Data extracted from a collection
○ ○ ○ ○ ○ ○ ○

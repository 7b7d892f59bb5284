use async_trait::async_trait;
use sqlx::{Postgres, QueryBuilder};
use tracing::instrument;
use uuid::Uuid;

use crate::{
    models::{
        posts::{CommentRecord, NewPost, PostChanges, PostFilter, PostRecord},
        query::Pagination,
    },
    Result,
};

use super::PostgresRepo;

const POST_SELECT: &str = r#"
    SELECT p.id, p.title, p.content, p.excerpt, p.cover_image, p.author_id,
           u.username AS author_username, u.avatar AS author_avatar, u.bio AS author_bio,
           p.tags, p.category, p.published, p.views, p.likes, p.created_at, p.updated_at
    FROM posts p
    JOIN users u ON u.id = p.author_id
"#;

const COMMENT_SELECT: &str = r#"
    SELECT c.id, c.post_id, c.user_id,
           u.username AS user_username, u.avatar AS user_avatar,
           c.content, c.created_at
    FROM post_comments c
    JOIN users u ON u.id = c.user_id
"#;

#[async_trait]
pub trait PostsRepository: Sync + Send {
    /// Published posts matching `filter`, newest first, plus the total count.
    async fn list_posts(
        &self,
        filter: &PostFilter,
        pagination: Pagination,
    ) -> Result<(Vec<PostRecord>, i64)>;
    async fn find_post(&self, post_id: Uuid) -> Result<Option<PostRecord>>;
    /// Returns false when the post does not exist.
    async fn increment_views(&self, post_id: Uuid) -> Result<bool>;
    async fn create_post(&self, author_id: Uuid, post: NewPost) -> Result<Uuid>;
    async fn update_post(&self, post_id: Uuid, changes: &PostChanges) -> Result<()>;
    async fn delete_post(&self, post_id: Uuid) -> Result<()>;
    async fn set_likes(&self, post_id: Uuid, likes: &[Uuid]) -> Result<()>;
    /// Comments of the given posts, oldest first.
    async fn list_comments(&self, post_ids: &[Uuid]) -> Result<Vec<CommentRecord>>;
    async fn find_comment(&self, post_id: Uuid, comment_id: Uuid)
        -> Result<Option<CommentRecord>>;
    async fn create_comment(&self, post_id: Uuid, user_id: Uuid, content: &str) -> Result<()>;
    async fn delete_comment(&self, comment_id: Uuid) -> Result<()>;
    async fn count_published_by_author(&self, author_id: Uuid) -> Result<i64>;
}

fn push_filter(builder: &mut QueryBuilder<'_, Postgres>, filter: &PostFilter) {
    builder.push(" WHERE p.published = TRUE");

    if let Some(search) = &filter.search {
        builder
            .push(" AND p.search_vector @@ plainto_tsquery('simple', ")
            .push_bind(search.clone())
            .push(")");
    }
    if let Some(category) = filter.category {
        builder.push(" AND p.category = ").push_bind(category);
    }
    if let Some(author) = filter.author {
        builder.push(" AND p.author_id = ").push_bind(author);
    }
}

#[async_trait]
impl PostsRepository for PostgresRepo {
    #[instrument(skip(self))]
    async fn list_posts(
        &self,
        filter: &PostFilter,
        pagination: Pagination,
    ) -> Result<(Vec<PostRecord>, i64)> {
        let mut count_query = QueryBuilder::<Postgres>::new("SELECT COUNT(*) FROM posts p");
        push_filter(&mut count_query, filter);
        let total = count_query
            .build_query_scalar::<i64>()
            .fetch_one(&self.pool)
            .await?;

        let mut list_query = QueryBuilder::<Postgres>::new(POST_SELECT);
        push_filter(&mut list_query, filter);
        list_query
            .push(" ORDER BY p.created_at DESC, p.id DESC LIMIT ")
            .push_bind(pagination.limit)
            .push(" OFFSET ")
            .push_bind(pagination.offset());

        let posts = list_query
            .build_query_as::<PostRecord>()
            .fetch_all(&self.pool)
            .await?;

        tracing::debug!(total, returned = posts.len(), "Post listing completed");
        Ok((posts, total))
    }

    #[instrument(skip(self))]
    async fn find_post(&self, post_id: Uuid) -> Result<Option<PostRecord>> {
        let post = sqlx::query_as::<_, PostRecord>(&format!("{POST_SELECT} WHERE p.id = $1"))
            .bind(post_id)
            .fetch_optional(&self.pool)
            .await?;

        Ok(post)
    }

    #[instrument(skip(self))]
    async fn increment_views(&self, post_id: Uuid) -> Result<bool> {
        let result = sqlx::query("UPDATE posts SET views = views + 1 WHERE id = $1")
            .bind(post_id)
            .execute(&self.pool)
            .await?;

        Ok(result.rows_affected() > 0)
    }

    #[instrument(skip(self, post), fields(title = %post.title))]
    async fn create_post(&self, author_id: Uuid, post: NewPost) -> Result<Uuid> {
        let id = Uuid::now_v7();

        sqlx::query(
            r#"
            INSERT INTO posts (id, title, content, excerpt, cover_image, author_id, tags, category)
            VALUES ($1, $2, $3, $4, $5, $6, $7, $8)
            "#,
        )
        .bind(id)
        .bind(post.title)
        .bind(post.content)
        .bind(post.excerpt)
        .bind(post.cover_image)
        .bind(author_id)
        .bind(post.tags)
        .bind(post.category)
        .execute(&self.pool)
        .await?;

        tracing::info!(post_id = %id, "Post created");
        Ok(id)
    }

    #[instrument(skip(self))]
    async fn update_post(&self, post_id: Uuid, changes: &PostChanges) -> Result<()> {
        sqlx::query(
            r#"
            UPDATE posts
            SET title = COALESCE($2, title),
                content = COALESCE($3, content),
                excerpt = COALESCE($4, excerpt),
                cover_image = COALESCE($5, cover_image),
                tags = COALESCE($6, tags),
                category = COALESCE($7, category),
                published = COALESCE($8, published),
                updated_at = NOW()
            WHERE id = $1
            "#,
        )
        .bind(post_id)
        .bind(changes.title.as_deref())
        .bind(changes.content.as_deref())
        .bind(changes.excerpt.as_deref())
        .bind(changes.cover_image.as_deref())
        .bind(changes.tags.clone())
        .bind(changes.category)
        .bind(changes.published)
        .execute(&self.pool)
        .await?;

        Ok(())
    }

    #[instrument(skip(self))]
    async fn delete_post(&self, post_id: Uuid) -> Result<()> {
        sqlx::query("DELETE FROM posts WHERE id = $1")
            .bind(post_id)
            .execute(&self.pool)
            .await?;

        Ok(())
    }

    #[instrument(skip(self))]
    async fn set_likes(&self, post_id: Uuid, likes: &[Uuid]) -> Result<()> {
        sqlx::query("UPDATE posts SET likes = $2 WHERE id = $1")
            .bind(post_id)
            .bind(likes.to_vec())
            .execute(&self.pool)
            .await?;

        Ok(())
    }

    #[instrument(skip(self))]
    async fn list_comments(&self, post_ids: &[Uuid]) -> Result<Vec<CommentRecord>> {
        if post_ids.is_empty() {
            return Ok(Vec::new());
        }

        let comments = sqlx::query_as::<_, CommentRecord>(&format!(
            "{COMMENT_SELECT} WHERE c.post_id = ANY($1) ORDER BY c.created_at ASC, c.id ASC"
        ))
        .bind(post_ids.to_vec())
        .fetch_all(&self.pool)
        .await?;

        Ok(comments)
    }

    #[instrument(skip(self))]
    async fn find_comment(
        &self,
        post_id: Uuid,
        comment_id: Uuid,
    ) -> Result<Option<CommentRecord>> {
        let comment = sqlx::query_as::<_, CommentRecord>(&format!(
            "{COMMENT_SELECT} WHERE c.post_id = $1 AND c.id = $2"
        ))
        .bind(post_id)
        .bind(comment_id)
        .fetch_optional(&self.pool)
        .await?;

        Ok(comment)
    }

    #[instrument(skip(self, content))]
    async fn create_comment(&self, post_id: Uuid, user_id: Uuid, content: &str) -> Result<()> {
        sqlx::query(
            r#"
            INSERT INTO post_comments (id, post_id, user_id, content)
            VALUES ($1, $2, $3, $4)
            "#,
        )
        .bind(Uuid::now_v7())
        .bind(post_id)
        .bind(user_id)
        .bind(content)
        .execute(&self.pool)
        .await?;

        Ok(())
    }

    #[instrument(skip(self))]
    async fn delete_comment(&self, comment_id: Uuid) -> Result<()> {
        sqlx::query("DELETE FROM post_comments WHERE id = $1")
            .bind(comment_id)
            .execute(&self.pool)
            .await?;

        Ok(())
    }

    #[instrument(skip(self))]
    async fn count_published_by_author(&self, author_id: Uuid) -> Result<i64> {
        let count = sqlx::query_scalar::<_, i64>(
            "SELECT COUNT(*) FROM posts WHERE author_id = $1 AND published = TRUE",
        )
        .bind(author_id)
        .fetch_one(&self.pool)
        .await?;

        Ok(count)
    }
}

○ ○ ○ ○ ○ ○ ○

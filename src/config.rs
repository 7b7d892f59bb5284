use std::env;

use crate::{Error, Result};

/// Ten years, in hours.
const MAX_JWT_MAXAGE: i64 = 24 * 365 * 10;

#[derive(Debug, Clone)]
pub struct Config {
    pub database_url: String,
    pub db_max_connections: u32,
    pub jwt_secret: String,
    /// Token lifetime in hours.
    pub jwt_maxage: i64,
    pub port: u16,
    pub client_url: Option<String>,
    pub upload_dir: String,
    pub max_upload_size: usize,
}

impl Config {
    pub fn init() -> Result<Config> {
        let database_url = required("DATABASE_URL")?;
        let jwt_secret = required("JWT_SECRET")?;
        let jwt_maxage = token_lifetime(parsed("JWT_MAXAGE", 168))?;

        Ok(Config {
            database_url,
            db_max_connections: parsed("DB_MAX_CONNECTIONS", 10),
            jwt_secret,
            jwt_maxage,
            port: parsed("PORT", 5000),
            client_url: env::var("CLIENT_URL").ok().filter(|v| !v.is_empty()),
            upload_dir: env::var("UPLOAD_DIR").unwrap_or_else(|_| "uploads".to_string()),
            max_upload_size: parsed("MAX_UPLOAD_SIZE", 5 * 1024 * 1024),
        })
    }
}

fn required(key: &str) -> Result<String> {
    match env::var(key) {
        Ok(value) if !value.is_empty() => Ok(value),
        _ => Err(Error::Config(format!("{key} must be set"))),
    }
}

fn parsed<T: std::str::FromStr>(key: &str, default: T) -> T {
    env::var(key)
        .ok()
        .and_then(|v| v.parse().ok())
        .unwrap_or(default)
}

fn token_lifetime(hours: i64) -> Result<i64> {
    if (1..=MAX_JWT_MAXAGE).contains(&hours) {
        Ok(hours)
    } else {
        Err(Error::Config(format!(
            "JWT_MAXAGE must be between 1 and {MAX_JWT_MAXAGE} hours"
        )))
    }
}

○ ○ ○ ○ ○ ○ ○

▶ DIRECTIONS
Indicate the number of lines in the data above that contain the string "must", without any additional text.

▶ OUTPUT
2